*** Opening of EXTRACTED DATA ***

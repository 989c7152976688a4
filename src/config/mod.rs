//! # Configuration
//!
//! Shadowtext reads a small TOML file naming where stories and saved games
//! live and how to log. Every field has a default, so a missing section is
//! fine; `shadowtext init` writes the defaults out for editing.
//!
//! ## Configuration File Format
//!
//! ```toml
//! [game]
//! stories_dir = "./data/stories"
//! saves_dir = "./data/saves"
//! # Saved game resumed by `shadowtext play` when --instance is not given
//! # autoload = "my-save"
//!
//! [logging]
//! level = "info"
//! file = "shadowtext.log"
//! ```
//!
//! ## Usage
//!
//! ```rust,no_run
//! use shadowtext::config::Config;
//!
//! #[tokio::main]
//! async fn main() -> anyhow::Result<()> {
//!     let config = Config::load("config.toml").await?;
//!     config.validate()?;
//!     println!("Stories: {}", config.game.stories_dir);
//!     Ok(())
//! }
//! ```

use anyhow::{anyhow, Result};
use serde::{Deserialize, Serialize};
use tokio::fs;

use crate::validation::validate_instance_name;

#[derive(Debug, Clone, Default, Serialize, Deserialize)]
pub struct Config {
    #[serde(default)]
    pub game: GameConfig,
    #[serde(default)]
    pub logging: LoggingConfig,
}

#[derive(Debug, Clone, Serialize, Deserialize)]
pub struct GameConfig {
    #[serde(default = "default_stories_dir")]
    pub stories_dir: String,
    #[serde(default = "default_saves_dir")]
    pub saves_dir: String,
    #[serde(default, skip_serializing_if = "Option::is_none")]
    pub autoload: Option<String>,
}

fn default_stories_dir() -> String {
    "./data/stories".to_string()
}

fn default_saves_dir() -> String {
    "./data/saves".to_string()
}

impl Default for GameConfig {
    fn default() -> Self {
        Self {
            stories_dir: default_stories_dir(),
            saves_dir: default_saves_dir(),
            autoload: None,
        }
    }
}

#[derive(Debug, Clone, Serialize, Deserialize)]
pub struct LoggingConfig {
    #[serde(default = "default_log_level")]
    pub level: String,
    #[serde(default)]
    pub file: Option<String>,
}

fn default_log_level() -> String {
    "info".to_string()
}

impl Default for LoggingConfig {
    fn default() -> Self {
        Self {
            level: default_log_level(),
            file: Some("shadowtext.log".to_string()),
        }
    }
}

const LOG_LEVELS: [&str; 6] = ["off", "error", "warn", "info", "debug", "trace"];

impl Config {
    pub async fn load(path: &str) -> Result<Self> {
        let content = fs::read_to_string(path)
            .await
            .map_err(|e| anyhow!("Failed to read config file {}: {}", path, e))?;

        let config: Config = toml::from_str(&content)
            .map_err(|e| anyhow!("Failed to parse config file {}: {}", path, e))?;

        Ok(config)
    }

    pub async fn create_default(path: &str) -> Result<()> {
        let config = Config::default();
        let content = toml::to_string_pretty(&config)
            .map_err(|e| anyhow!("Failed to serialize default config: {}", e))?;

        fs::write(path, content)
            .await
            .map_err(|e| anyhow!("Failed to write config file {}: {}", path, e))?;

        Ok(())
    }

    /// Reject settings that would only fail later, mid-game.
    pub fn validate(&self) -> Result<()> {
        if self.game.stories_dir.trim().is_empty() {
            return Err(anyhow!("game.stories_dir must not be empty"));
        }
        if self.game.saves_dir.trim().is_empty() {
            return Err(anyhow!("game.saves_dir must not be empty"));
        }
        if let Some(name) = &self.game.autoload {
            validate_instance_name(name)
                .map_err(|e| anyhow!("game.autoload '{}' is not a valid instance name: {}", name, e))?;
        }
        let level = self.logging.level.to_lowercase();
        if !LOG_LEVELS.contains(&level.as_str()) {
            return Err(anyhow!(
                "logging.level '{}' is not one of {}",
                self.logging.level,
                LOG_LEVELS.join(", ")
            ));
        }
        Ok(())
    }
}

*** Close of EXTRACTED DATA ***

DIRECTIONS: All of the data above should be set down word for word.

TASK RESULT:
repository 989c7152976688a4
filename src/config/mod.rs
//! # Configuration
//!
//! Shadowtext reads a small TOML file naming where stories and saved games
//! live and how to log. Every field has a default, so a missing section is
//! fine; `shadowtext init` writes the defaults out for editing.
//!
//! ## Configuration File Format
//!
//! ```toml
//! [game]
//! stories_dir = "./data/stories"
//! saves_dir = "./data/saves"
//! # Saved game resumed by `shadowtext play` when --instance is not given
//! # autoload = "my-save"
//!
//! [logging]
//! level = "info"
//! file = "shadowtext.log"
//! ```
//!
//! ## Usage
//!
//! ```rust,no_run
//! use shadowtext::config::Config;
//!
//! #[tokio::main]
//! async fn main() -> anyhow::Result<()> {
//!     let config = Config::load("config.toml").await?;
//!     config.validate()?;
//!     println!("Stories: {}", config.game.stories_dir);
//!     Ok(())
//! }
//! ```

use anyhow::{anyhow, Result};
use serde::{Deserialize, Serialize};
use tokio::fs;

use crate::validation::validate_instance_name;

#[derive(Debug, Clone, Default, Serialize, Deserialize)]
pub struct Config {
    #[serde(default)]
    pub game: GameConfig,
    #[serde(default)]
    pub logging: LoggingConfig,
}

#[derive(Debug, Clone, Serialize, Deserialize)]
pub struct GameConfig {
    #[serde(default = "default_stories_dir")]
    pub stories_dir: String,
    #[serde(default = "default_saves_dir")]
    pub saves_dir: String,
    #[serde(default, skip_serializing_if = "Option::is_none")]
    pub autoload: Option<String>,
}

fn default_stories_dir() -> String {
    "./data/stories".to_string()
}

fn default_saves_dir() -> String {
    "./data/saves".to_string()
}

impl Default for GameConfig {
    fn default() -> Self {
        Self {
            stories_dir: default_stories_dir(),
            saves_dir: default_saves_dir(),
            autoload: None,
        }
    }
}

#[derive(Debug, Clone, Serialize, Deserialize)]
pub struct LoggingConfig {
    #[serde(default = "default_log_level")]
    pub level: String,
    #[serde(default)]
    pub file: Option<String>,
}

fn default_log_level() -> String {
    "info".to_string()
}

impl Default for LoggingConfig {
    fn default() -> Self {
        Self {
            level: default_log_level(),
            file: Some("shadowtext.log".to_string()),
        }
    }
}

const LOG_LEVELS: [&str; 6] = ["off", "error", "warn", "info", "debug", "trace"];

impl Config {
    pub async fn load(path: &str) -> Result<Self> {
        let content = fs::read_to_string(path)
            .await
            .map_err(|e| anyhow!("Failed to read config file {}: {}", path, e))?;

        let config: Config = toml::from_str(&content)
            .map_err(|e| anyhow!("Failed to parse config file {}: {}", path, e))?;

        Ok(config)
    }

    pub async fn create_default(path: &str) -> Result<()> {
        let config = Config::default();
        let content = toml::to_string_pretty(&config)
            .map_err(|e| anyhow!("Failed to serialize default config: {}", e))?;

        fs::write(path, content)
            .await
            .map_err(|e| anyhow!("Failed to write config file {}: {}", path, e))?;

        Ok(())
    }

    /// Reject settings that would only fail later, mid-game.
    pub fn validate(&self) -> Result<()> {
        if self.game.stories_dir.trim().is_empty() {
            return Err(anyhow!("game.stories_dir must not be empty"));
        }
        if self.game.saves_dir.trim().is_empty() {
            return Err(anyhow!("game.saves_dir must not be empty"));
        }
        if let Some(name) = &self.game.autoload {
            validate_instance_name(name)
                .map_err(|e| anyhow!("game.autoload '{}' is not a valid instance name: {}", name, e))?;
        }
        let level = self.logging.level.to_lowercase();
        if !LOG_LEVELS.contains(&level.as_str()) {
            return Err(anyhow!(
                "logging.level '{}' is not one of {}",
                self.logging.level,
                LOG_LEVELS.join(", ")
            ));
        }
        Ok(())
    }
}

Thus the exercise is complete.